Showing posts with label bastards. Show all posts
Showing posts with label bastards. Show all posts

Wednesday, 1 July 2009

Found

A l'Oréal Shocking Volume Waterproof Moisturizer thingy. Not exactly lost, more thrown from a car window by its owner because it was empty, in a stunning display of public citizenship.

I'm at a staff research conference this morning, in the Lighthouse cinema. I'm on first, which at least gets the boring stuff out of the way. We're already running late - one of the three organisers has arrived, only 20 minutes late.

I see the day as a trap. Our new management will be taking notes. Anyone conducting research which doesn't attract external funding will be sacked. Anyone think of ways to parlay Welsh literature into EU/corporate funding? I'm presenting on an untranslated 19th century Welsh clergyman and academic today. Try to restrain your excitement…

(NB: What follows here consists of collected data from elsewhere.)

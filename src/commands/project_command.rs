//! Coordinate projection command
//!
//! This module implements the command that projects the built-in sample
//! coordinate from WGS84 (EPSG:4326) to Web Mercator (EPSG:3857) and
//! prints the result.

use clap::ArgMatches;
use log::{debug, info};

use crate::commands::command_traits::Command;
use crate::coordinate::errors::ProjResult;
use crate::coordinate::{CoordinateSystemFactory, CoordinateTransformer, Point};
use crate::utils::logger::Logger;

/// Sample coordinate (St Lucia campus, Brisbane), longitude then latitude
const INPUT_LONGITUDE: f64 = 153.0184252962559;
const INPUT_LATITUDE: f64 = -27.489617778602657;

/// EPSG codes of the source and target reference systems
const SOURCE_EPSG: u32 = 4326;
const TARGET_EPSG: u32 = 3857;

/// Command for projecting the sample coordinate
pub struct ProjectCommand<'a> {
    /// Logger for recording operations
    logger: &'a Logger,
}

impl<'a> ProjectCommand<'a> {
    /// Create a new project command
    ///
    /// # Arguments
    /// * `args` - CLI argument matches from clap
    /// * `logger` - Logger for recording operations
    ///
    /// # Returns
    /// A new ProjectCommand instance or an error
    pub fn new(_args: &ArgMatches, logger: &'a Logger) -> ProjResult<Self> {
        Ok(ProjectCommand { logger })
    }
}

impl<'a> Command for ProjectCommand<'a> {
    fn execute(&self) -> ProjResult<()> {
        let source = CoordinateSystemFactory::from_epsg(SOURCE_EPSG)?;
        let target = CoordinateSystemFactory::from_epsg(TARGET_EPSG)?;

        info!("Projecting ({}, {}) from {} to {}",
              INPUT_LONGITUDE, INPUT_LATITUDE,
              source.description(), target.description());

        let input = Point::new(INPUT_LONGITUDE, INPUT_LATITUDE);
        let transformer = CoordinateTransformer;
        let result = transformer.transform_point(&input, &source, &target)?;

        debug!("Projection result: x={}, y={} ({})", result.x, result.y, target.unit());

        // The single line of program output
        println!("Transformed: {}, {}", result.x, result.y);

        self.logger.log("Projection completed successfully")?;

        Ok(())
    }
}
//! Coordinate Reference System handling

use lazy_static::lazy_static;
use regex::Regex;

use crate::coordinate::errors::{ProjectionError, ProjResult};
use crate::coordinate::registry;

lazy_static! {
    // Accepts "4326", "EPSG:4326" and "urn:ogc:def:crs:EPSG::4326"
    static ref CRS_PATTERN: Regex =
        Regex::new(r"(?i)^(?:urn:ogc:def:crs:epsg::|epsg:)?([0-9]{1,7})$").unwrap();
}

/// Identifier for the coordinate systems supported by the transformer
#[derive(Debug, Clone, Copy, PartialEq, Eq)]
pub enum CoordinateSystem {
    /// WGS 84 (EPSG:4326), longitude/latitude in degrees
    WGS84,
    /// Web Mercator (EPSG:3857), x/y in meters
    WebMercator,
}

impl CoordinateSystem {
    /// Get the canonical EPSG code for this coordinate system
    pub fn epsg_code(&self) -> u32 {
        match self {
            CoordinateSystem::WGS84 => 4326,
            CoordinateSystem::WebMercator => 3857,
        }
    }

    /// Whether coordinates in this system are angular (degrees)
    pub fn is_geographic(&self) -> bool {
        matches!(registry::get_crs_kind(self.epsg_code()).as_deref(), Some("geographic"))
    }

    /// Unit name for this coordinate system ("degree" or "metre")
    pub fn unit(&self) -> String {
        registry::get_crs_unit(self.epsg_code())
            .unwrap_or_else(|| "unknown".to_string())
    }

    /// Get a description of this coordinate system
    pub fn description(&self) -> String {
        format!("{} (EPSG:{})", registry::get_crs_name(self.epsg_code()), self.epsg_code())
    }
}

/// Factory for creating coordinate systems
pub struct CoordinateSystemFactory;

impl CoordinateSystemFactory {
    /// Create a coordinate system from an EPSG code
    ///
    /// Deprecated aliases (3785, 900913) resolve to their canonical code.
    /// Codes missing from the registry are rejected.
    pub fn from_epsg(epsg: u32) -> ProjResult<CoordinateSystem> {
        if !registry::is_registered(epsg) {
            return Err(ProjectionError::UnregisteredEpsg(epsg));
        }

        match registry::canonical_code(epsg) {
            4326 => Ok(CoordinateSystem::WGS84),
            3857 => Ok(CoordinateSystem::WebMercator),
            // Registered but not known to the transformer
            code => Err(ProjectionError::UnregisteredEpsg(code)),
        }
    }

    /// Parse a coordinate system from a string (e.g. "EPSG:4326")
    pub fn from_string(crs_str: &str) -> ProjResult<CoordinateSystem> {
        let trimmed = crs_str.trim();

        match CRS_PATTERN.captures(trimmed) {
            Some(caps) => {
                let code = caps[1].parse::<u32>()
                    .map_err(|_| ProjectionError::InvalidCrsFormat(trimmed.to_string()))?;
                Self::from_epsg(code)
            }
            None => Err(ProjectionError::InvalidCrsFormat(trimmed.to_string())),
        }
    }
}
//! CLI command implementations
//!
//! This module contains implementations of the commands supported
//! by the CLI application using the Command pattern.

pub mod command_traits;
pub mod project_command;

pub use command_traits::{Command, CommandFactory};
pub use project_command::ProjectCommand;

use clap::ArgMatches;
use crate::coordinate::errors::ProjResult;
use crate::utils::logger::Logger;

/// Factory for creating command instances based on CLI arguments
///
/// The binary exposes a single fixed operation, so the factory always
/// produces the projection command.
pub struct CoordkitCommandFactory;

impl CoordkitCommandFactory {
    /// Create a new factory instance
    pub fn new() -> Self {
        CoordkitCommandFactory
    }
}

impl<'a> CommandFactory<'a> for CoordkitCommandFactory {
    fn create_command(&self, args: &ArgMatches, logger: &'a Logger) -> ProjResult<Box<dyn Command + 'a>> {
        Ok(Box::new(ProjectCommand::new(args, logger)?))
    }
}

Wednesday, 21 January 2009

Tyburn Tree's too good for them

Cynical Ben, like me, opposes the use of capital punishment in the judicial process, but proposes death to anyone referring to the BBC as 'auntie'. I agree, but have a few more candidates for the list:

apostrophe offenders, people who oppose the licence fee but pay loads more to get 800 bum-achingly awful channels on Sky, Tories, Green Lantern doubters, climate-change deniers, mobile-phone bullies, 'Blue Badge Abusers' (as Half Man Half Biscuit have it), plagiarists, litterers, Jools Holland (I think it's posh-cool for Julian), people who think that they have the right to bore you at parties because they've taken some drugs, pheasant-kickers, 4x4 drivers, those who say 'bless', fashion magazines, DIY and house-sale programmes, fake doctor Gillian McKeith, Edward Stourton, soi-disant arts types who proudly profess their ignorance of science, the RCP and the Manifesto Club, repeaters of TV catchphrases, management, the cyclist who told me to fuck myself for walking on the pavement in front of him (he then knocked over a toddler), the Any Questions contributors, anybody concerned with the production, narration and consumption of police-propaganda 'reality' TV, local news scriptwriters, the Daily Mail, MELVYN BRAGG… and intolerant people.

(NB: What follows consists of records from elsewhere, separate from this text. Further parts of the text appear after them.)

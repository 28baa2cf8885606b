//! Error types for tileset loading, lookup and animation resolution.
//!
//! Load-time problems surface as [`TileError::MalformedTileset`] and abort the
//! whole tileset. Runtime lookups never substitute a fallback tile; a missing
//! id is reported as [`TileError::UnknownTileId`]. Broken external animation
//! references are only detected when the track is first needed, because the
//! referenced tileset may be registered later.

use thiserror::Error;

use crate::tiles::LocalId;

/// Errors produced by the tile metadata engine.
#[derive(Debug, Error)]
pub enum TileError {
    #[error("malformed tileset '{tileset}': {reason}")]
    MalformedTileset {
        tileset: String,
        reason: MalformedReason,
    },

    #[error("unknown tile id {local_id} in tileset '{tileset}'")]
    UnknownTileId { tileset: String, local_id: LocalId },

    #[error("unknown tileset '{0}'")]
    UnknownTileset(String),

    #[error("broken animation reference '{reference}' on tile {local_id} of tileset '{tileset}'")]
    BrokenAnimationReference {
        tileset: String,
        local_id: LocalId,
        reference: String,
    },

    #[error("tileset '{0}' is already registered")]
    DuplicateTileset(String),

    #[error("I/O error: {0}")]
    Io(#[from] std::io::Error),

    #[error("failed to parse tileset JSON: {0}")]
    Parse(#[from] serde_json::Error),

    #[error("configuration error: {0}")]
    Config(String),
}

/// Structural authoring error found while building a [`TilesetIndex`](crate::tiles::TilesetIndex).
#[derive(Debug, Clone, PartialEq, Eq, Error)]
pub enum MalformedReason {
    #[error("tile id {0} is defined more than once")]
    DuplicateTileId(LocalId),

    #[error("animation on tile {owner} references missing tile {frame}")]
    DanglingFrame { owner: LocalId, frame: LocalId },

    #[error("polygon on tile {tile} has {points} points, at least 3 are required")]
    DegeneratePolygon { tile: LocalId, points: usize },

    #[error("property '{name}' is defined more than once on tile {tile}")]
    DuplicateProperty { tile: LocalId, name: String },

    #[error("property '{name}' on tile {tile} does not match its declared type")]
    InvalidProperty { tile: LocalId, name: String },

    #[error("tile {tile} has both an inline animation and an external animation reference")]
    ConflictingAnimation { tile: LocalId },

    #[error("tile {tile} has an external animation reference with an empty path")]
    EmptyAnimation { tile: LocalId },

    #[error("tile {tile} has non-finite collision geometry")]
    NonFiniteGeometry { tile: LocalId },
}

impl TileError {
    pub(crate) fn malformed(tileset: &str, reason: MalformedReason) -> Self {
        TileError::MalformedTileset {
            tileset: tileset.to_string(),
            reason,
        }
    }

    /// The structural reason when this is a load-time error.
    pub fn malformed_reason(&self) -> Option<&MalformedReason> {
        match self {
            TileError::MalformedTileset { reason, .. } => Some(reason),
            _ => None,
        }
    }
}

pub type TileResult<T> = Result<T, TileError>;
//! World-space collision geometry.
//!
//! [`resolve_world_shapes`] is the pure transform from a tile's authored
//! shapes to world polygons. The [`world_shapes`] system keeps each placed
//! instance's [`WorldShapes`] in step with its tile, position and flips.

use bevy_ecs::prelude::*;
use glam::{UVec2, Vec2};
use log::warn;

use crate::components::mapposition::MapPosition;
use crate::components::tileinstance::{TileFlip, TileInstance};
use crate::components::worldshapes::{WorldShape, WorldShapes};
use crate::resources::tilesetstore::TilesetStore;
use crate::tiles::TileDefinition;

/// Placement of a tile in the world.
#[derive(Debug, Clone, Copy, Default, PartialEq)]
pub struct InstanceTransform {
    pub position: Vec2,
    pub flip: TileFlip,
}

impl InstanceTransform {
    pub fn new(position: Vec2) -> Self {
        Self {
            position,
            flip: TileFlip::NONE,
        }
    }

    pub fn with_flip(mut self, flip: TileFlip) -> Self {
        self.flip = flip;
        self
    }

    /// Map a tile-local point of a tile of `size` into world space.
    ///
    /// Flips mirror about the tile centre before translating.
    pub fn apply(&self, local: Vec2, size: UVec2) -> Vec2 {
        let size = size.as_vec2();
        let mut p = local;
        if self.flip.horizontal {
            p.x = size.x - p.x;
        }
        if self.flip.vertical {
            p.y = size.y - p.y;
        }
        p + self.position
    }
}

/// Project every shape of `def` into world space, preserving authored order.
///
/// Collinear or otherwise odd polygons pass through untouched. A tile without
/// shapes yields nothing.
pub fn resolve_world_shapes(def: &TileDefinition, transform: &InstanceTransform) -> Vec<WorldShape> {
    def.shapes
        .iter()
        .enumerate()
        .map(|(source_index, shape)| WorldShape {
            class: shape.class,
            interactive: shape.interactive,
            source_index,
            points: shape
                .local_points()
                .into_iter()
                .map(|p| transform.apply(p, def.size))
                .collect(),
        })
        .collect()
}

type ShapeRefreshFilter = Or<(Changed<TileInstance>, Changed<MapPosition>, Changed<TileFlip>)>;

/// Refresh [`WorldShapes`] of instances whose tile, position or flip changed.
///
/// Tiles with `collide=false` get no shapes. Unknown tiles are logged and
/// left without shapes.
pub fn world_shapes(
    mut query: Query<
        (
            Entity,
            &TileInstance,
            &MapPosition,
            Option<&TileFlip>,
            &mut WorldShapes,
        ),
        ShapeRefreshFilter,
    >,
    store: Res<TilesetStore>,
) {
    for (entity, instance, position, flip, mut shapes) in query.iter_mut() {
        shapes.0.clear();
        let def = match store.lookup(instance.tileset.as_str(), instance.tile) {
            Ok(def) => def,
            Err(err) => {
                warn!("Entity {:?} has no shapes: {}", entity, err);
                continue;
            }
        };
        if !def.collision_enabled() {
            continue;
        }
        let transform = InstanceTransform::new(position.pos).with_flip(flip.copied().unwrap_or_default());
        shapes.0.extend(resolve_world_shapes(def, &transform));
    }
}

#[cfg(test)]
mod tests {
    use super::*;
    use crate::tiles::{GeometryShape, Properties, ShapeClass, TilesetId};

    fn tile(shapes: Vec<GeometryShape>) -> TileDefinition {
        TileDefinition {
            tileset: TilesetId::from("test.json"),
            local_id: 0,
            size: UVec2::new(32, 32),
            shapes,
            properties: Properties::default(),
            animation: None,
        }
    }

    #[test]
    fn test_no_shapes_yields_empty() {
        let def = tile(Vec::new());
        assert!(resolve_world_shapes(&def, &InstanceTransform::new(Vec2::new(5.0, 5.0))).is_empty());
    }

    #[test]
    fn test_translate_rectangle() {
        let def = tile(vec![GeometryShape::rectangle(
            Vec2::new(10.0, 17.0),
            12.0,
            13.0,
            ShapeClass::Solid,
        )]);
        let shapes = resolve_world_shapes(&def, &InstanceTransform::new(Vec2::new(100.0, 100.0)));
        assert_eq!(shapes.len(), 1);
        let (min, max) = shapes[0].bounds();
        assert_eq!(min, Vec2::new(110.0, 117.0));
        assert_eq!(max, Vec2::new(122.0, 130.0));
        assert_eq!(shapes[0].class, ShapeClass::Solid);
    }

    #[test]
    fn test_horizontal_flip_mirrors_about_centre() {
        let def = tile(vec![GeometryShape::rectangle(
            Vec2::new(0.0, 4.0),
            8.0,
            8.0,
            ShapeClass::Solid,
        )]);
        let transform = InstanceTransform::new(Vec2::ZERO).with_flip(TileFlip::horizontal());
        let shapes = resolve_world_shapes(&def, &transform);
        // vertex order is kept, so the first corner is now the right edge
        assert_eq!(shapes[0].points[0], Vec2::new(32.0, 4.0));
        let (min, max) = shapes[0].bounds();
        assert_eq!(min, Vec2::new(24.0, 4.0));
        assert_eq!(max, Vec2::new(32.0, 12.0));
    }

    #[test]
    fn test_vertical_flip_after_rotation() {
        let def = tile(vec![
            GeometryShape::rectangle(Vec2::new(16.0, 0.0), 4.0, 2.0, ShapeClass::Solid).with_rotation(90.0),
        ]);
        let transform = InstanceTransform::new(Vec2::new(1.0, 1.0)).with_flip(TileFlip::vertical());
        let shapes = resolve_world_shapes(&def, &transform);
        // rotated corner (0,4) -> local (16,4) -> flipped (16,28) -> world (17,29)
        assert!((shapes[0].points[1] - Vec2::new(17.0, 29.0)).length() < 1e-4);
    }

    #[test]
    fn test_order_and_classes_preserved() {
        let def = tile(vec![
            GeometryShape::rectangle(Vec2::ZERO, 1.0, 1.0, ShapeClass::Attack),
            GeometryShape::rectangle(Vec2::ZERO, 1.0, 1.0, ShapeClass::Solid),
            GeometryShape::rectangle(Vec2::ZERO, 1.0, 1.0, ShapeClass::Sensor),
        ]);
        let shapes = resolve_world_shapes(&def, &InstanceTransform::default());
        let classes: Vec<_> = shapes.iter().map(|s| s.class).collect();
        assert_eq!(classes, vec![ShapeClass::Attack, ShapeClass::Solid, ShapeClass::Sensor]);
        assert_eq!(shapes[2].source_index, 2);
    }
}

Feel free to add your own offenders to the list. I know I will.

Thursday, 15 January 2009

This time it's personal

After five years, my old mobile phone is defunct and I've replaced it. Not, you might think, earth-shatteringly interesting or notable even in the life described to you so lovingly day-by-day. 

However, it's a big thing for me. At last, I can have my revenge. I'm tormented on the street, on trains and on buses by selfish, arrogant, noise-polluting gits who play music through those rubbish little speakers on their mobiles. It's a form of bullying, an announcement that their pleasure is more important than the comfort of the many people around them. When I'm in charge, there will be a special camp for them, with Penderecki's Threnody piped into the cells 24 hours a day.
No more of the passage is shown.